Yaşanılan bu olgu neredeyse her sektör için söylenebilir. Bu eşitsizliğe yol açan düşünce ve tutumun ağırlıkla ‘erkek’ zihniyeti yüzünden olduğunu da kabul etmeliyiz. Kadınları sadece bir güne sıkıştırmak ve bunu da ‘mış’ gibi yapmak, eril zihniyetin oynadığı bir tiyatro olsa gerek. Her defasında yeniden inşa edilen erkeklik hali toplumsallığını hala güçlü bir şekilde koruyor. Aile ve anne üzerinden okunan kadının, her defasında belli seçenekler arasına sıkıştırılarak, özne olması, kendi özgür seçimini yapması engelleniyor. Özne olabilmek, aynı zamanda kendi fikirlerini, yaşam biçimini, düşüncelerini ortaya koyup, dışarıdan gelen baskılara da aldırmaması, yaşamını bir erkeğe yanaşmadan dimdik ayakta durabilmesi anlamına geliyor.
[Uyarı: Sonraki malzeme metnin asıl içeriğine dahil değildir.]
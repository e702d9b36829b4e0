use super::common::*;
use crate::config::VotingConfig;
use crate::contest::domain::AdminStatus;
use crate::contest::store::RatingStore;
use crate::contest::voting::card::{CardAccess, VoteState};
use crate::contest::voting::engine::VoteError;

#[test]
fn cards_open_unvoted_or_settled_from_store_truth() {
    let store = open_store();
    let engine = engine(store.clone());

    let fresh = engine
        .card(&open_id(), Some(&voter("a")))
        .expect("card builds");
    assert_eq!(fresh.state(), VoteState::Unvoted);
    assert_eq!(fresh.access(), CardAccess::Open);

    engine
        .cast_or_update(Some(&voter("a")), &open_id(), 7, ts(1))
        .expect("vote");
    let returning = engine
        .card(&open_id(), Some(&voter("a")))
        .expect("card builds");
    assert_eq!(returning.state(), VoteState::Settled);
    assert_eq!(returning.own_rating().map(|v| v.get()), Some(7));
}

#[test]
fn closed_cohort_cards_are_read_only() {
    let store = open_store();
    let engine = engine(store.clone());

    let card = engine
        .card(
            &crate::contest::domain::ParticipantId("closed".into()),
            Some(&voter("a")),
        )
        .expect("card builds");
    assert_eq!(card.access(), CardAccess::ReadOnly);

    let mut card = card;
    match card.begin_voting() {
        Err(VoteError::VotingClosed) => {}
        other => panic!("expected voting closed, got {other:?}"),
    }
}

#[test]
fn sample_entrants_never_transition() {
    let store = open_store();
    let mut sample = participant("sample", AdminStatus::ThisWeek);
    sample.is_sample = true;
    store.insert_participant(sample).expect("seed sample");
    let engine = engine(store);

    let mut card = engine
        .card(
            &crate::contest::domain::ParticipantId("sample".into()),
            Some(&voter("a")),
        )
        .expect("card builds");
    assert_eq!(card.access(), CardAccess::ReadOnly);
    assert!(card.begin_voting().is_err());
}

#[test]
fn unauthenticated_viewers_are_diverted_to_sign_in() {
    let store = open_store();
    let engine = engine(store);

    let mut card = engine.card(&open_id(), None).expect("card builds");
    match card.begin_voting() {
        Err(VoteError::Unauthenticated) => {}
        other => panic!("expected unauthenticated, got {other:?}"),
    }
    // No state change happened.
    assert_eq!(card.state(), VoteState::Unvoted);
}

#[test]
fn vote_flows_through_thank_you_into_settled() {
    let store = open_store();
    let engine = engine(store);
    let config = VotingConfig::default();

    let mut card = engine
        .card(&open_id(), Some(&voter("a")))
        .expect("card builds");
    card.begin_voting().expect("voting begins");
    assert_eq!(card.state(), VoteState::Voting);

    card.submit(&engine, Some(&voter("a")), &open_id(), 8, ts(1))
        .expect("vote accepted");
    assert_eq!(card.state(), VoteState::ThankYou);
    assert_eq!(card.displayed().average, 8.0);
    assert_eq!(card.displayed().votes, 1);
    assert_eq!(card.confirmed(), card.displayed());

    // The confirmation banner holds until its deadline passes.
    card.tick(ts(1));
    assert_eq!(card.state(), VoteState::ThankYou);
    card.tick(ts(1) + config.thank_you_delay());
    assert_eq!(card.state(), VoteState::Settled);
}

#[test]
fn revote_reenters_through_editing() {
    let store = open_store();
    let engine = engine(store.clone());

    engine
        .cast_or_update(Some(&voter("a")), &open_id(), 8, ts(1))
        .expect("vote a");
    engine
        .cast_or_update(Some(&voter("b")), &open_id(), 6, ts(2))
        .expect("vote b");

    let mut card = engine
        .card(&open_id(), Some(&voter("a")))
        .expect("card builds");
    assert_eq!(card.state(), VoteState::Settled);

    card.begin_edit().expect("edit begins");
    assert_eq!(card.state(), VoteState::Editing);

    card.submit(&engine, Some(&voter("a")), &open_id(), 10, ts(3))
        .expect("revote accepted");
    assert_eq!(card.displayed().average, 8.0);
    assert_eq!(card.displayed().votes, 2);

    // The revote reused the idempotent path, no second row appeared.
    let ratings = store.participant_ratings(&open_id()).expect("ratings read");
    assert_eq!(ratings.len(), 2);
}

#[test]
fn submit_requires_an_active_voting_state() {
    let store = open_store();
    let engine = engine(store);

    let mut card = engine
        .card(&open_id(), Some(&voter("a")))
        .expect("card builds");
    match card.submit(&engine, Some(&voter("a")), &open_id(), 8, ts(1)) {
        Err(VoteError::NotVoting(state)) => assert_eq!(state, "unvoted"),
        other => panic!("expected state guard, got {other:?}"),
    }
}

#[test]
fn failed_write_rolls_the_display_back_to_confirmed() {
    let inner = open_store();
    let engine = failing_engine(inner.clone());

    let mut card = engine
        .card(&open_id(), Some(&voter("a")))
        .expect("card builds");
    let before = card.displayed();

    card.begin_voting().expect("voting begins");
    match card.submit(&engine, Some(&voter("a")), &open_id(), 8, ts(1)) {
        Err(VoteError::Write(_)) => {}
        other => panic!("expected write failure, got {other:?}"),
    }

    // Displayed aggregate and state are exactly the pre-attempt values.
    assert_eq!(card.displayed(), before);
    assert_eq!(card.confirmed(), before);
    assert_eq!(card.state(), VoteState::Voting);
    assert_eq!(card.own_rating(), None);
}

#[test]
fn invalid_value_is_rejected_before_the_display_moves() {
    let store = open_store();
    let engine = engine(store);

    let mut card = engine
        .card(&open_id(), Some(&voter("a")))
        .expect("card builds");
    card.begin_voting().expect("voting begins");
    let before = card.displayed();

    match card.submit(&engine, Some(&voter("a")), &open_id(), 0, ts(1)) {
        Err(VoteError::InvalidRating(0)) => {}
        other => panic!("expected invalid rating, got {other:?}"),
    }
    assert_eq!(card.displayed(), before);
    assert_eq!(card.state(), VoteState::Voting);
}

#[test]
fn views_expose_labels_and_the_displayed_aggregate() {
    let store = open_store();
    let engine = engine(store);

    let mut card = engine
        .card(&open_id(), Some(&voter("a")))
        .expect("card builds");
    card.begin_voting().expect("voting begins");
    card.submit(&engine, Some(&voter("a")), &open_id(), 9, ts(1))
        .expect("vote accepted");

    let view = card.view();
    assert_eq!(view.state, "thank_you");
    assert_eq!(view.access, "open");
    assert_eq!(view.average_rating, 9.0);
    assert_eq!(view.total_votes, 1);
    assert_eq!(view.current_user_rating, Some(9));
}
İş yaşamına baktığımızda, eril zihniyet kadınları dört bir taraftan kuşatmış, kadınları çoğunlukla da kendine benzetmiş olduğunu görüyoruz. Bu pratikte gözlemlenen biçimlerin hayatın her alanında yaşadığımız gibi, daha kurumsal bir bakış açısına sahip olması gereken medyanın tam da aksi yönde haberler yaptığını fark edebiliyoruz. Haberlerin veriliş biçimlerinin subliminal olarak kadınları ötekileştiren, erkekliği bir şekilde öven anlayışla yazıldığını düşünüyor ve görüyorum. Topluma ve medyaya sinmiş olan bu cinsiyetçi anlayış, kadınların nasıl giyineceğinden tutun da, ne demesi gerektiğine kadar her sözü ve tutumu belirliyor.

Bu bakış açısının mutlak surette kamusal alanda ifşa edilmesi, örneklerle farkındalığının arttırılması bir o kadar önemli. Tabii ki, cinsiyetçi ve erkek merkezli bakış açısının bir günde düzeltilemeyeceğini de düşünmek yanlış olmayacaktır. Sonuçta, bu problemin çözülmesi bir süreç işidir ve hem küçüklükten başlayan bir eğitim ağı içinde hem Sivil toplum kuruluşlarının etkin çalışması hem de tepeden basın etiği ile ilgili kurulların yeniden yapılanması gerektiğini bilerek, dün medyadaki kadınlarla ilgili yapılan bir paneli paylaşmak istiyorum.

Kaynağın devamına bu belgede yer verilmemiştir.